[Stored data]
/---

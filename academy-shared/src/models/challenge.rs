/// Skill challenges and their recorded results
///
/// A challenge (e.g. "30m sprint", category `stamina`) belongs to an academy
/// and has a maximum score. Coaches record results per account as
/// [`ChallengeLog`] rows; a log always belongs to the challenge's academy.

use chrono::{DateTime, Utc};
use serde::{Deserialize, Serialize};
use sqlx::{postgres::PgExecutor, PgPool, Postgres, QueryBuilder};

use super::pagination::{Page, PageRequest};
use super::training::push_tenant_conditions;
use crate::auth::authorization::RecordScope;

const CHALLENGE_COLUMNS: &str =
    "id, vendor_id, event_id, title, category, max_point, created_at, updated_at";

const CHALLENGE_LOG_COLUMNS: &str =
    "id, account_id, challenge_id, vendor_id, point, note, created_at, updated_at";

#[derive(Debug, Clone, PartialEq, Serialize, Deserialize, sqlx::FromRow)]
pub struct Challenge {
    pub id: i64,
    pub vendor_id: i64,
    pub event_id: Option<i64>,
    pub title: String,
    pub category: String,
    pub max_point: i32,
    pub created_at: DateTime<Utc>,
    pub updated_at: DateTime<Utc>,
}

#[derive(Debug, Clone, Serialize, Deserialize)]
pub struct CreateChallenge {
    pub vendor_id: i64,
    pub event_id: Option<i64>,
    pub title: String,
    pub category: String,
    pub max_point: i32,
}

#[derive(Debug, Clone, PartialEq, Serialize, Deserialize, sqlx::FromRow)]
pub struct ChallengeLog {
    pub id: i64,
    pub account_id: i64,
    pub challenge_id: i64,
    pub vendor_id: i64,
    pub point: f64,
    pub note: String,
    pub created_at: DateTime<Utc>,
    pub updated_at: DateTime<Utc>,
}

/// Result to record; the academy comes from the challenge
#[derive(Debug, Clone, Serialize, Deserialize)]
pub struct CreateChallengeLog {
    pub account_id: i64,
    pub point: f64,
    pub note: String,
}

impl Challenge {
    pub async fn create(pool: &PgPool, data: CreateChallenge) -> Result<Self, sqlx::Error> {
        let sql = format!(
            r#"
            INSERT INTO challenges (vendor_id, event_id, title, category, max_point)
            VALUES ($1, $2, $3, $4, $5)
            RETURNING {}
            "#,
            CHALLENGE_COLUMNS
        );

        sqlx::query_as::<_, Challenge>(&sql)
            .bind(data.vendor_id)
            .bind(data.event_id)
            .bind(data.title)
            .bind(data.category)
            .bind(data.max_point)
            .fetch_one(pool)
            .await
    }

    pub async fn find_by_id<'e>(
        executor: impl PgExecutor<'e>,
        id: i64,
    ) -> Result<Option<Self>, sqlx::Error> {
        let sql = format!("SELECT {} FROM challenges WHERE id = $1", CHALLENGE_COLUMNS);

        sqlx::query_as::<_, Challenge>(&sql)
            .bind(id)
            .fetch_optional(executor)
            .await
    }

    pub async fn list(
        pool: &PgPool,
        scope: RecordScope,
        vendor_id: Option<i64>,
        page: PageRequest,
    ) -> Result<Page<Self>, sqlx::Error> {
        let mut count = QueryBuilder::<Postgres>::new("SELECT COUNT(*) FROM challenges WHERE TRUE");
        push_tenant_conditions(&mut count, scope, vendor_id);
        let total: i64 = count.build_query_scalar().fetch_one(pool).await?;

        let mut select = QueryBuilder::<Postgres>::new(format!(
            "SELECT {} FROM challenges WHERE TRUE",
            CHALLENGE_COLUMNS
        ));
        push_tenant_conditions(&mut select, scope, vendor_id);
        select
            .push(" ORDER BY created_at DESC, id DESC LIMIT ")
            .push_bind(page.limit)
            .push(" OFFSET ")
            .push_bind(page.offset());

        let items = select.build_query_as::<Challenge>().fetch_all(pool).await?;

        Ok(Page::new(items, total, page))
    }

    /// Records a result for this challenge under its academy
    pub async fn record(
        &self,
        pool: &PgPool,
        data: CreateChallengeLog,
    ) -> Result<ChallengeLog, sqlx::Error> {
        let sql = format!(
            r#"
            INSERT INTO challenge_logs (account_id, challenge_id, vendor_id, point, note)
            VALUES ($1, $2, $3, $4, $5)
            RETURNING {}
            "#,
            CHALLENGE_LOG_COLUMNS
        );

        sqlx::query_as::<_, ChallengeLog>(&sql)
            .bind(data.account_id)
            .bind(self.id)
            .bind(self.vendor_id)
            .bind(data.point)
            .bind(data.note)
            .fetch_one(pool)
            .await
    }
}

impl ChallengeLog {
    /// Scoped listing: members see their own results
    pub async fn list(
        pool: &PgPool,
        scope: RecordScope,
        challenge_id: Option<i64>,
        page: PageRequest,
    ) -> Result<Page<Self>, sqlx::Error> {
        fn push_conditions(
            builder: &mut QueryBuilder<'_, Postgres>,
            scope: RecordScope,
            challenge_id: Option<i64>,
        ) {
            scope.push_filter(builder, "vendor_id", Some("account_id"));
            if let Some(challenge_id) = challenge_id {
                builder.push(" AND challenge_id = ").push_bind(challenge_id);
            }
        }

        let mut count =
            QueryBuilder::<Postgres>::new("SELECT COUNT(*) FROM challenge_logs WHERE TRUE");
        push_conditions(&mut count, scope, challenge_id);
        let total: i64 = count.build_query_scalar().fetch_one(pool).await?;

        let mut select = QueryBuilder::<Postgres>::new(format!(
            "SELECT {} FROM challenge_logs WHERE TRUE",
            CHALLENGE_LOG_COLUMNS
        ));
        push_conditions(&mut select, scope, challenge_id);
        select
            .push(" ORDER BY created_at DESC, id DESC LIMIT ")
            .push_bind(page.limit)
            .push(" OFFSET ")
            .push_bind(page.offset());

        let items = select.build_query_as::<ChallengeLog>().fetch_all(pool).await?;

        Ok(Page::new(items, total, page))
    }
}
/// Credential store
///
/// The authentication flow only needs a handful of account operations. They
/// sit behind the [`AccountStore`] trait so the flow can run against
/// PostgreSQL in production and against an in-memory store in tests.
///
/// Unique-constraint violations are reported as [`StoreError::Conflict`]
/// naming the clashing field; callers treat that as authoritative even when
/// they already checked for duplicates beforehand.

use async_trait::async_trait;
use sqlx::PgPool;

use crate::models::account::{Account, CreateAccount};
use crate::models::vendor::Vendor;

/// Error type for credential store operations
#[derive(Debug, thiserror::Error)]
pub enum StoreError {
    /// Email or phone already in use
    #[error("{0} already exists")]
    Conflict(&'static str),

    #[error("Database error: {0}")]
    Database(#[from] sqlx::Error),
}

/// Maps a unique violation to the account field it protects
///
/// Returns `None` for any other error.
pub fn unique_violation_field(err: &sqlx::Error) -> Option<&'static str> {
    let sqlx::Error::Database(db_err) = err else {
        return None;
    };

    if !db_err.is_unique_violation() {
        return None;
    }

    match db_err.constraint() {
        Some(c) if c.contains("email") => Some("email"),
        Some(c) if c.contains("phone") => Some("phone"),
        Some(c) if c.contains("invoice") => Some("invoice"),
        Some(c) if c.contains("account_event") => Some("event log"),
        _ => Some("record"),
    }
}

impl StoreError {
    /// Wraps a database error, turning unique violations into conflicts
    pub fn from_db(err: sqlx::Error) -> Self {
        match unique_violation_field(&err) {
            Some(field) => StoreError::Conflict(field),
            None => StoreError::Database(err),
        }
    }
}

/// Account persistence used by registration and login
#[async_trait]
pub trait AccountStore: Send + Sync {
    async fn create(&self, data: CreateAccount) -> Result<Account, StoreError>;

    async fn find_by_id(&self, id: i64) -> Result<Option<Account>, StoreError>;

    async fn find_by_email(&self, email: &str) -> Result<Option<Account>, StoreError>;

    async fn find_by_phone(&self, phone: &str) -> Result<Option<Account>, StoreError>;

    /// Stores a device push token; false if the account doesn't exist
    async fn update_fcm_token(&self, id: i64, token: &str) -> Result<bool, StoreError>;

    /// Whether a live academy with this id exists
    async fn vendor_exists(&self, vendor_id: i64) -> Result<bool, StoreError>;
}

/// PostgreSQL-backed store
#[derive(Debug, Clone)]
pub struct PgAccountStore {
    pool: PgPool,
}

impl PgAccountStore {
    pub fn new(pool: PgPool) -> Self {
        Self { pool }
    }
}

#[async_trait]
impl AccountStore for PgAccountStore {
    async fn create(&self, data: CreateAccount) -> Result<Account, StoreError> {
        Account::create(&self.pool, data)
            .await
            .map_err(StoreError::from_db)
    }

    async fn find_by_id(&self, id: i64) -> Result<Option<Account>, StoreError> {
        Ok(Account::find_by_id(&self.pool, id).await?)
    }

    async fn find_by_email(&self, email: &str) -> Result<Option<Account>, StoreError> {
        Ok(Account::find_by_email(&self.pool, email).await?)
    }

    async fn find_by_phone(&self, phone: &str) -> Result<Option<Account>, StoreError> {
        Ok(Account::find_by_phone(&self.pool, phone).await?)
    }

    async fn update_fcm_token(&self, id: i64, token: &str) -> Result<bool, StoreError> {
        Ok(Account::update_fcm_token(&self.pool, id, token).await?)
    }

    async fn vendor_exists(&self, vendor_id: i64) -> Result<bool, StoreError> {
        Ok(Vendor::exists(&self.pool, vendor_id).await?)
    }
}

#[cfg(test)]
mod tests {
    use super::*;

    #[test]
    fn test_non_database_errors_are_not_conflicts() {
        assert_eq!(unique_violation_field(&sqlx::Error::RowNotFound), None);
        assert!(matches!(
            StoreError::from_db(sqlx::Error::RowNotFound),
            StoreError::Database(_)
        ));
    }

    #[test]
    fn test_conflict_message() {
        assert_eq!(StoreError::Conflict("email").to_string(), "email already exists");
    }
}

\---

* [Try it]: Please find every line in the records above that holds the word "results" and copy it.

* [Result of the task]:
/// Skill challenges and their recorded results
/// and has a maximum score. Coaches record results per account as
    /// Scoped listing: members see their own results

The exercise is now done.